## TASK INSTRUCTIONS
All lines from the one containing "unit of persistence." down to the one containing "use crate::value::Value;", both ends included, are to be given again exactly; omit the rest of the listing below.

## RECORDS TO PROCESS
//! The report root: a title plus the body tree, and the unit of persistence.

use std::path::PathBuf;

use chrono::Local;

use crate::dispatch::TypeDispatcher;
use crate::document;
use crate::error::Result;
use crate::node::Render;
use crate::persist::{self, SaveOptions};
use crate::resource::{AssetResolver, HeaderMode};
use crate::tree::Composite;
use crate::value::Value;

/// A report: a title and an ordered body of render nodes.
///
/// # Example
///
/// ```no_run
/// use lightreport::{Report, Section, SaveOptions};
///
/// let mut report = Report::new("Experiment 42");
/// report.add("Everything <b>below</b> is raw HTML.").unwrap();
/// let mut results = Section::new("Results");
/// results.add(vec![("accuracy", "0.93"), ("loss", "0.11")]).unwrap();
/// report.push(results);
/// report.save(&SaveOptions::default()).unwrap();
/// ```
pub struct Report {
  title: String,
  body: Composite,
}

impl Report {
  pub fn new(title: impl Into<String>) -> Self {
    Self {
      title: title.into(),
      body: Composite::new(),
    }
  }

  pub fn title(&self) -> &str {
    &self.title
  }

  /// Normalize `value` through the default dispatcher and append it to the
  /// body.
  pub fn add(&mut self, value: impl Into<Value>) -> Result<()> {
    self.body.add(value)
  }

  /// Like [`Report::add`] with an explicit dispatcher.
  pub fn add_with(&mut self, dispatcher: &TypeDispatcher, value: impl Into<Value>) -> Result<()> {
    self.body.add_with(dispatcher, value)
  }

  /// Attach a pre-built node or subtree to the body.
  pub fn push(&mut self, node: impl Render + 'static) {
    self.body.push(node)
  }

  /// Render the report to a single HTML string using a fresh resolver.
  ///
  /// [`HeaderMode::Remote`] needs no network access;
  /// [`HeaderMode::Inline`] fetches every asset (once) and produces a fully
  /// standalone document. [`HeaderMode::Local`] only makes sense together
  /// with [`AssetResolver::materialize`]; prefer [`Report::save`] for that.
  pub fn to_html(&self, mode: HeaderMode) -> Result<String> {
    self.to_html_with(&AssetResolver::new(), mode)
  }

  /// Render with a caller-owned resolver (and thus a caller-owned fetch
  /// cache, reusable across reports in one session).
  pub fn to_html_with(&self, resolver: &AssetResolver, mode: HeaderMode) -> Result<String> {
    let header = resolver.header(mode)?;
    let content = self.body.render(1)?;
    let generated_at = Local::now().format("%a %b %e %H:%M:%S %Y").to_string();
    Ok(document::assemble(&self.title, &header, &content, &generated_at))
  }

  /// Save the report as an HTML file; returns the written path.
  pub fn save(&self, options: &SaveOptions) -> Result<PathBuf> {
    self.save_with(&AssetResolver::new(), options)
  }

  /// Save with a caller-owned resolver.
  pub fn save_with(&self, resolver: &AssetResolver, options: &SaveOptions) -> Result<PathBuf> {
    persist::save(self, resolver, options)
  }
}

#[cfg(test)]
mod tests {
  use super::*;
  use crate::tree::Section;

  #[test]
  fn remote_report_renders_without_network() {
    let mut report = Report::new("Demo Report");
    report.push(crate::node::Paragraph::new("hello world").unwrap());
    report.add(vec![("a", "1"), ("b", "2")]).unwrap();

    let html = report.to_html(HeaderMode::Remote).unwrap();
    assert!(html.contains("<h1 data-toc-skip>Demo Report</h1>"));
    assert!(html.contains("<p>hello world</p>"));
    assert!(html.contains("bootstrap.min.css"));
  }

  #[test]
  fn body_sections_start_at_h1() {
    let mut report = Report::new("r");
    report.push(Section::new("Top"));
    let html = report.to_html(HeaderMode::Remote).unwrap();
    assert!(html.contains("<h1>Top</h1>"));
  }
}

---

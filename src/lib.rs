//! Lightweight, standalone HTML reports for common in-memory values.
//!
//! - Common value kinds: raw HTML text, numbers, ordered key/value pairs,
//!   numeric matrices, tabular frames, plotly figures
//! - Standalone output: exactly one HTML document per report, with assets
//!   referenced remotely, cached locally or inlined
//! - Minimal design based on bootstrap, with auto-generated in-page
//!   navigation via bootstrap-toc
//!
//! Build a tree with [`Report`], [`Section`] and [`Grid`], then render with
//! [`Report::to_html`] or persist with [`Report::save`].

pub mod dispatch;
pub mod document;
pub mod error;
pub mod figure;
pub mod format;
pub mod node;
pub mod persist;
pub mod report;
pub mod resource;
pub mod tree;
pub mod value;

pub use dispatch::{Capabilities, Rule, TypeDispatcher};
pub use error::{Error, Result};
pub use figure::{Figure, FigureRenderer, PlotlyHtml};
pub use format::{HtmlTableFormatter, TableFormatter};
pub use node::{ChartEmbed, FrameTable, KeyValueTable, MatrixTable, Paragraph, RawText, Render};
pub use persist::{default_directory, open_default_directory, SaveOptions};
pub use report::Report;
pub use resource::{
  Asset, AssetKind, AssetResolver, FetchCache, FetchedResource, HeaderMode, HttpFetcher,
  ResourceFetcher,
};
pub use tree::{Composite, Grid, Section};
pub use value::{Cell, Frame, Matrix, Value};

==

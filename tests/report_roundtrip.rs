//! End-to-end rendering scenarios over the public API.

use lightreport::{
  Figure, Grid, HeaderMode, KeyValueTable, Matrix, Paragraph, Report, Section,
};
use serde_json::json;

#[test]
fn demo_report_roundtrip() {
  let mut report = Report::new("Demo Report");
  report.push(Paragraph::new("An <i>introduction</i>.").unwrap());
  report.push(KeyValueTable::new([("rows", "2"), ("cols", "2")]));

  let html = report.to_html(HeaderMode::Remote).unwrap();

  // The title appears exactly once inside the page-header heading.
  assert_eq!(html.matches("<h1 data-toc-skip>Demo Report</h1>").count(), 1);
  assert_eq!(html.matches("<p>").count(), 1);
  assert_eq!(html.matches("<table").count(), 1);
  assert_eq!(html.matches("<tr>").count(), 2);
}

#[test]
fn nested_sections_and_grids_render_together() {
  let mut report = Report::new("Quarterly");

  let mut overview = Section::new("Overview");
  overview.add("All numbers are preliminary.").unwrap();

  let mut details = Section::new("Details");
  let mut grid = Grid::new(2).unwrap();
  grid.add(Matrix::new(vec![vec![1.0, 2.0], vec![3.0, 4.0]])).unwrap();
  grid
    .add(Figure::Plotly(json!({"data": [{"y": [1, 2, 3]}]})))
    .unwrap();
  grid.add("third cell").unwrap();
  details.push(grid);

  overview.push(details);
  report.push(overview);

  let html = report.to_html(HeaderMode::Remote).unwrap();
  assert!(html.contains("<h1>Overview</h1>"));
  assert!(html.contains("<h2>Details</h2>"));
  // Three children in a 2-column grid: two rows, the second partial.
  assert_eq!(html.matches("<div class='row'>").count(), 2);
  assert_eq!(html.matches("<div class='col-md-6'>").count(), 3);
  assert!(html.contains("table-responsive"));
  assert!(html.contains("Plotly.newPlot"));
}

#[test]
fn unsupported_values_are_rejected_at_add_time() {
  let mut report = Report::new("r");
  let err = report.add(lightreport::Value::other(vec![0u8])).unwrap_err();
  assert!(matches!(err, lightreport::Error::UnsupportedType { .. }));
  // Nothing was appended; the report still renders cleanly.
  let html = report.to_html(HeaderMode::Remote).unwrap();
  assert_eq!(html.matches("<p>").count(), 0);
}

## REPLY TO THE TASK
//! The report root: a title plus the body tree, and the unit of persistence.

use std::path::PathBuf;

use chrono::Local;

use crate::dispatch::TypeDispatcher;
use crate::document;
use crate::error::Result;
use crate::node::Render;
use crate::persist::{self, SaveOptions};
use crate::resource::{AssetResolver, HeaderMode};
use crate::tree::Composite;
use crate::value::Value;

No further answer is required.